One the most frequent mentioned additional domains are locations.

But despite that locations are all around we seldom see a business initiative aimed at enterprise wide location data management under a slogan of having a 360 degree view of locations. Most often locations are seen as a subset of either the party master data or in some cases the product master data.  

Industry diversity

The need for having locations as focus area varies between industries.

In some industries like public transit, where I have been working a lot, locations are implicit in the delivered services. Travel and hospitality is another example of a tight connection between the product and a location. Also some insurance products have a location element. And do I have to mention real estate: Location, Location, Location.

In other industries the location has a more moderate relation to the product domain. There may be some considerations around plant and warehouse locations, but that’s usually not high volume and complex stuff.  

Locations as a main factor in exploiting demographic stereotypes are important in retailing and other business-to-consumer (B2C) activities. When doing B2C you often want to see your customer as the household where the location is a main, but treacherous, factor in doing so. We had a discussion on the house-holding dilemma in the LinkedIn Data Matching group recently.

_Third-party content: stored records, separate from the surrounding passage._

//! Request dispatch module
//!
//! Entry point for HTTP request processing: picks the API or static handler,
//! runs the not-found fallback, then finishes the response (Server header,
//! HEAD body stripping, access log).

use http_body_util::Full;
use hyper::body::{Body, Bytes};
use hyper::header::{
    HeaderName, HeaderValue, HOST, IF_MODIFIED_SINCE, IF_NONE_MATCH, SERVER, USER_AGENT,
};
use hyper::{Method, Request, Response, Version};
use std::convert::Infallible;
use std::net::SocketAddr;
use std::sync::Arc;
use std::time::Instant;

use crate::config::AppState;
use crate::handler::slot::{Outcome, ResponseSlot};
use crate::handler::{api, not_found, static_files};
use crate::http;
use crate::logger::{self, AccessLogEntry};

/// Request context encapsulating information needed for request processing
pub struct RequestContext<'a> {
    pub method: &'a Method,
    /// URL path component; query and fragment are not part of it
    pub path: &'a str,
    pub host: Option<&'a str>,
    pub if_none_match: Option<&'a str>,
    pub if_modified_since: Option<&'a str>,
}

impl<'a> RequestContext<'a> {
    pub fn from_request<B>(req: &'a Request<B>) -> Self {
        Self {
            method: req.method(),
            path: req.uri().path(),
            host: header_str(req, HOST),
            if_none_match: header_str(req, IF_NONE_MATCH),
            if_modified_since: header_str(req, IF_MODIFIED_SINCE),
        }
    }
}

fn header_str<B>(req: &Request<B>, name: HeaderName) -> Option<&str> {
    req.headers().get(name).and_then(|v| v.to_str().ok())
}

/// Main entry point for HTTP request handling
pub async fn handle_request<B>(
    req: Request<B>,
    state: Arc<AppState>,
    peer_addr: SocketAddr,
) -> Result<Response<Full<Bytes>>, Infallible> {
    let start = Instant::now();
    let ctx = RequestContext::from_request(&req);

    logger::log_debug(&format!(
        "{} {} (host: {})",
        ctx.method,
        ctx.path,
        ctx.host.unwrap_or("-")
    ));

    let (mut response, outcome) = dispatch(&ctx, &state).await;

    if let Ok(server_name) = HeaderValue::from_str(&state.config.http.server_name) {
        response.headers_mut().insert(SERVER, server_name);
    }

    // Headers, including Content-Length, stay as they would be for GET
    if *ctx.method == Method::HEAD {
        *response.body_mut() = Full::new(Bytes::new());
    }

    if state.config.logging.access_log {
        let mut entry = AccessLogEntry::new(
            peer_addr.ip().to_string(),
            ctx.method.to_string(),
            ctx.path.to_string(),
        );
        entry.query = req.uri().query().map(ToString::to_string);
        entry.http_version = version_label(req.version()).to_string();
        entry.host = ctx.host.map(ToString::to_string);
        entry.status = response.status().as_u16();
        entry.body_bytes = response
            .body()
            .size_hint()
            .exact()
            .and_then(|n| usize::try_from(n).ok())
            .unwrap_or_default();
        entry.cache_status = outcome.as_str();
        entry.user_agent = header_str(&req, USER_AGENT).map(ToString::to_string);
        entry.request_time_us = u64::try_from(start.elapsed().as_micros()).unwrap_or(u64::MAX);
        logger::log_access(&entry, &state.config.logging.access_log_format);
    }

    Ok(response)
}

/// Route the request and return the response that filled the slot
///
/// The API handler owns paths under the API prefix, the static handler
/// everything else. The not-found handler always runs last and only answers
/// when the slot is still empty.
pub async fn dispatch(
    ctx: &RequestContext<'_>,
    state: &AppState,
) -> (Response<Full<Bytes>>, Outcome) {
    let mut slot = ResponseSlot::new();

    if api::is_api_path(ctx.path, &state.config.static_files.api_prefix) {
        api::handle(ctx, state, &mut slot);
    } else {
        static_files::handle(ctx, state, &mut slot).await;
    }

    not_found::handle(state, &mut slot).await;

    slot.into_parts()
        .unwrap_or_else(|| (http::build_404_response(), Outcome::NotFound))
}

const fn version_label(version: Version) -> &'static str {
    match version {
        Version::HTTP_09 => "0.9",
        Version::HTTP_10 => "1.0",
        Version::HTTP_2 => "2.0",
        Version::HTTP_3 => "3.0",
        _ => "1.1",
    }
}

#[cfg(test)]
mod tests {
    use super::*;
    use crate::config::{Config, Overrides};
    use crate::http::{fingerprint, FingerprintAlgorithm};
    use crate::strategy::CacheStrategy;
    use http_body_util::BodyExt;
    use hyper::header::{CACHE_CONTROL, CONTENT_LENGTH, CONTENT_TYPE, ETAG, EXPIRES, LAST_MODIFIED};
    use hyper::StatusCode;
    use std::path::Path;
    use std::time::{Duration, SystemTime};
    use tempfile::TempDir;

    fn state_for(root: &Path, strategy: CacheStrategy) -> Arc<AppState> {
        let overrides = Overrides {
            strategy: Some(strategy.name().to_string()),
            root: Some(root.to_string_lossy().into_owned()),
        };
        let mut config = Config::load_from("no-such-config-file", &overrides).unwrap();
        config.logging.access_log = false;
        Arc::new(AppState::new(config))
    }

    fn site() -> TempDir {
        let dir = TempDir::new().unwrap();
        std::fs::write(dir.path().join("index.html"), "hello").unwrap();
        dir
    }

    async fn send(
        state: &Arc<AppState>,
        method: Method,
        uri: &str,
        headers: &[(HeaderName, &str)],
    ) -> Response<Full<Bytes>> {
        let mut builder = Request::builder().method(method).uri(uri);
        for (name, value) in headers {
            builder = builder.header(name, *value);
        }
        let req = builder.body(()).unwrap();
        let peer: SocketAddr = "127.0.0.1:40000".parse().unwrap();
        handle_request(req, Arc::clone(state), peer).await.unwrap()
    }

    async fn get(state: &Arc<AppState>, uri: &str, headers: &[(HeaderName, &str)]) -> Response<Full<Bytes>> {
        send(state, Method::GET, uri, headers).await
    }

    async fn body_of(response: Response<Full<Bytes>>) -> Bytes {
        response.into_body().collect().await.unwrap().to_bytes()
    }

    fn header<'a>(response: &'a Response<Full<Bytes>>, name: &HeaderName) -> Option<&'a str> {
        response.headers().get(name).and_then(|v| v.to_str().ok())
    }

    #[tokio::test]
    async fn test_etag_round_trip() {
        let dir = site();
        let state = state_for(dir.path(), CacheStrategy::MaxAgeEtag);

        let first = get(&state, "/", &[]).await;
        assert_eq!(first.status(), StatusCode::OK);
        let etag = header(&first, &ETAG).unwrap().to_string();
        assert_eq!(etag, fingerprint(b"hello", FingerprintAlgorithm::Sha256));
        assert_eq!(header(&first, &CACHE_CONTROL), Some("max-age=10"));
        assert_eq!(header(&first, &SERVER), Some("cachelab"));
        assert_eq!(body_of(first).await, "hello");

        let second = get(&state, "/", &[(IF_NONE_MATCH, etag.as_str())]).await;
        assert_eq!(second.status(), StatusCode::NOT_MODIFIED);
        assert!(header(&second, &ETAG).is_none());
        assert!(header(&second, &CONTENT_TYPE).is_none());
        assert!(body_of(second).await.is_empty());
    }

    #[tokio::test]
    async fn test_etag_changes_with_content() {
        let dir = site();
        let state = state_for(dir.path(), CacheStrategy::NoCacheEtag);

        let first = get(&state, "/index.html", &[]).await;
        let etag = header(&first, &ETAG).unwrap().to_string();
        assert_eq!(header(&first, &CACHE_CONTROL), Some("no-cache"));

        std::fs::write(dir.path().join("index.html"), "hello again").unwrap();
        let second = get(&state, "/index.html", &[(IF_NONE_MATCH, etag.as_str())]).await;
        assert_eq!(second.status(), StatusCode::OK);
        assert_ne!(header(&second, &ETAG).unwrap(), etag);
        assert_eq!(body_of(second).await, "hello again");
    }

    #[tokio::test]
    async fn test_last_modified_round_trip() {
        let dir = site();
        let index = dir.path().join("index.html");
        let mtime = SystemTime::UNIX_EPOCH + Duration::from_secs(1_000_000_000);
        std::fs::File::options()
            .write(true)
            .open(&index)
            .unwrap()
            .set_modified(mtime)
            .unwrap();
        let state = state_for(dir.path(), CacheStrategy::MaxAgeLastModified);

        let first = get(&state, "/", &[]).await;
        assert_eq!(first.status(), StatusCode::OK);
        assert_eq!(
            header(&first, &LAST_MODIFIED),
            Some("Sun, 09 Sep 2001 01:46:40 GMT")
        );
        assert!(header(&first, &ETAG).is_none());

        let second = get(
            &state,
            "/",
            &[(IF_MODIFIED_SINCE, "Sun, 09 Sep 2001 01:46:40 GMT")],
        )
        .await;
        assert_eq!(second.status(), StatusCode::NOT_MODIFIED);
        assert!(body_of(second).await.is_empty());

        // A different mtime no longer matches
        std::fs::File::options()
            .write(true)
            .open(&index)
            .unwrap()
            .set_modified(mtime + Duration::from_secs(60))
            .unwrap();
        let third = get(
            &state,
            "/",
            &[(IF_MODIFIED_SINCE, "Sun, 09 Sep 2001 01:46:40 GMT")],
        )
        .await;
        assert_eq!(third.status(), StatusCode::OK);
        assert_eq!(
            header(&third, &LAST_MODIFIED),
            Some("Sun, 09 Sep 2001 01:47:40 GMT")
        );
    }

    #[tokio::test]
    async fn test_if_none_match_takes_precedence() {
        let dir = site();
        let state = state_for(dir.path(), CacheStrategy::MaxAgeLastModifiedEtag);

        let first = get(&state, "/", &[]).await;
        let etag = header(&first, &ETAG).unwrap().to_string();
        let last_modified = header(&first, &LAST_MODIFIED).unwrap().to_string();

        // Stale ETag wins over a matching date
        let changed = get(
            &state,
            "/",
            &[
                (IF_NONE_MATCH, "\"stale\""),
                (IF_MODIFIED_SINCE, last_modified.as_str()),
            ],
        )
        .await;
        assert_eq!(changed.status(), StatusCode::OK);

        // Matching ETag wins over a bogus date
        let unchanged = get(
            &state,
            "/",
            &[
                (IF_NONE_MATCH, etag.as_str()),
                (IF_MODIFIED_SINCE, "Thu, 01 Jan 1970 00:00:00 GMT"),
            ],
        )
        .await;
        assert_eq!(unchanged.status(), StatusCode::NOT_MODIFIED);
    }

    #[tokio::test]
    async fn test_unconditional_requests_always_fresh() {
        let dir = site();
        for strategy in CacheStrategy::ALL {
            let state = state_for(dir.path(), strategy);
            let response = get(&state, "/", &[]).await;
            assert_eq!(response.status(), StatusCode::OK, "{strategy}");
            assert_eq!(header(&response, &CONTENT_TYPE), Some("text/html; charset=utf-8"));
            assert_eq!(body_of(response).await, "hello", "{strategy}");
        }
    }

    #[tokio::test]
    async fn test_validators_ignored_without_support() {
        let dir = site();
        let state = state_for(dir.path(), CacheStrategy::Expires);

        let response = get(&state, "/", &[(IF_NONE_MATCH, "*")]).await;
        assert_eq!(response.status(), StatusCode::OK);
        assert!(header(&response, &CACHE_CONTROL).is_none());
        let expires = header(&response, &EXPIRES).unwrap();
        assert!(crate::http::date::parse_http_date(expires).is_some());
    }

    #[tokio::test]
    async fn test_not_found_document() {
        let dir = site();
        std::fs::write(dir.path().join("404.html"), "<h1>missing</h1>").unwrap();
        let state = state_for(dir.path(), CacheStrategy::MaxAgeEtag);

        let response = get(&state, "/nope.css", &[]).await;
        assert_eq!(response.status(), StatusCode::NOT_FOUND);
        assert_eq!(header(&response, &CONTENT_TYPE), Some("text/html; charset=utf-8"));
        assert!(header(&response, &ETAG).is_none());
        assert_eq!(body_of(response).await, "<h1>missing</h1>");
    }

    #[tokio::test]
    async fn test_not_found_without_document() {
        let dir = site();
        let state = state_for(dir.path(), CacheStrategy::MaxAge);

        let response = get(&state, "/missing/page", &[]).await;
        assert_eq!(response.status(), StatusCode::NOT_FOUND);
        assert_eq!(body_of(response).await, "404 Not Found");
    }

    #[tokio::test]
    async fn test_traversal_is_not_served() {
        let dir = TempDir::new().unwrap();
        let root = dir.path().join("static");
        std::fs::create_dir(&root).unwrap();
        std::fs::write(root.join("index.html"), "hello").unwrap();
        std::fs::write(dir.path().join("secret.txt"), "secret").unwrap();
        let state = state_for(&root, CacheStrategy::MaxAge);

        for uri in ["/../secret.txt", "/%2e%2e/secret.txt", "/a/..%2f..%2fsecret.txt"] {
            let response = get(&state, uri, &[]).await;
            assert_eq!(response.status(), StatusCode::NOT_FOUND, "{uri}");
        }
    }

    #[tokio::test]
    async fn test_head_strips_body() {
        let dir = site();
        let state = state_for(dir.path(), CacheStrategy::MaxAgeEtag);

        let response = send(&state, Method::HEAD, "/", &[]).await;
        assert_eq!(response.status(), StatusCode::OK);
        assert_eq!(header(&response, &CONTENT_LENGTH), Some("5"));
        assert!(header(&response, &ETAG).is_some());
        assert!(body_of(response).await.is_empty());
    }

    #[tokio::test]
    async fn test_api_endpoints() {
        let dir = site();
        let state = state_for(dir.path(), CacheStrategy::NoCacheLastModified);

        let response = get(&state, "/api/strategy", &[]).await;
        assert_eq!(response.status(), StatusCode::OK);
        assert_eq!(header(&response, &CONTENT_TYPE), Some("application/json"));
        let json: serde_json::Value = serde_json::from_slice(&body_of(response).await).unwrap();
        assert_eq!(json["name"], "no-cache-last-modified");
        assert_eq!(json["cache_control"], "no-cache");
        assert_eq!(json["validators"]["last_modified"], true);
        assert_eq!(json["validators"]["etag"], false);
        assert_eq!(json["fingerprint"], "sha256");

        let response = get(&state, "/api/strategies", &[]).await;
        let json: serde_json::Value = serde_json::from_slice(&body_of(response).await).unwrap();
        assert_eq!(json["strategies"].as_array().unwrap().len(), 12);

        let response = get(&state, "/api/other", &[]).await;
        assert_eq!(response.status(), StatusCode::NOT_FOUND);
    }

    #[tokio::test]
    async fn test_query_is_ignored() {
        let dir = site();
        let state = state_for(dir.path(), CacheStrategy::NoStore);

        let response = get(&state, "/index.html?v=3", &[]).await;
        assert_eq!(response.status(), StatusCode::OK);
        assert_eq!(header(&response, &CACHE_CONTROL), Some("no-store"));
    }
}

Whenever you, or a partner of yours, are delivering physical goods or a physical letter of any kind to a customer, it’s crucial to have high quality location master data. The impact of not having that is of course dependent on the volume of deliveries.   


If you ask me about London, I will instinctively think about the London in England. But there is a pretty big London in Canada too, that would be top of mind to other people. And there are other smaller Londons around the world.

Master data with location attributes does increasingly come in populations covering more than one country. It’s not that ambiguous place names don’t exist in single country sets. Ambiguous place names were the main driver behind that many countries have a postal code system. However the British, and the Canadians, invented a system including letters opposite to most other systems only having numbers typically with an embedded geographic hierarchy.

Apart from the different standards used around the possibilities for exploiting external reference data is very different concerning data quality dimensions as timeliness, consistency, completeness, conformity – and price.

Handling location data from many countries at the same time ruins many best practices of handling location data that have worked for handling location for a single country.


Instead of identifying locations in a textual way by having country codes, state/province abbreviations, postal codes and/or city names, street names and types or blocks and house numbers and names it has become increasingly popular to use geocoding as supplement or even alternative.

There are different types of geocodes out there suitable for different purposes. Examples are:

  • Latitude and longitude picturing a round world,
  • UTM X,Y coordinates picturing peels of the world
  • WGS84 X, Y coordinates picturing a world as flat as your computer screen.

While geocoding has a lot to offer in identifying and global standardization we of course has a gap between geocodes and everyday language. If you want to learn more then come and visit me at N55’’38’47, E12’’32’58.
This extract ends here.